§ **WHAT IS NEEDED**
Report only the number of lines in this material that include "Failed".

##############################

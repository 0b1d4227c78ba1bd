//! Feed configuration, read from the `vpm` section of `source.json`.

use crate::hosting::RepoId;
use anyhow::{Context, Result};
use serde::Deserialize;
use std::path::Path;

/// Feed identity and the repositories to scan.
#[derive(Debug, Clone, PartialEq, Deserialize)]
#[serde(rename_all = "camelCase")]
pub struct FeedConfig {
    pub name: String,
    pub id: String,
    pub url: String,
    pub author: String,
    #[serde(default)]
    pub github_repos: Vec<RepoId>,
}

#[derive(Deserialize)]
struct SourceFile {
    vpm: FeedConfig,
}

impl FeedConfig {
    /// Parse a source document. Keys other than `vpm` are front-end
    /// settings and are ignored.
    pub fn from_json(data: &str) -> Result<Self> {
        let source: SourceFile =
            serde_json::from_str(data).context("Failed to parse source config")?;
        Ok(source.vpm)
    }

    pub async fn load(path: &Path) -> Result<Self> {
        let data = tokio::fs::read_to_string(path)
            .await
            .with_context(|| format!("Failed to read {}", path.display()))?;
        Self::from_json(&data).with_context(|| format!("Invalid config {}", path.display()))
    }
}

##############################

§ **RESULT**
2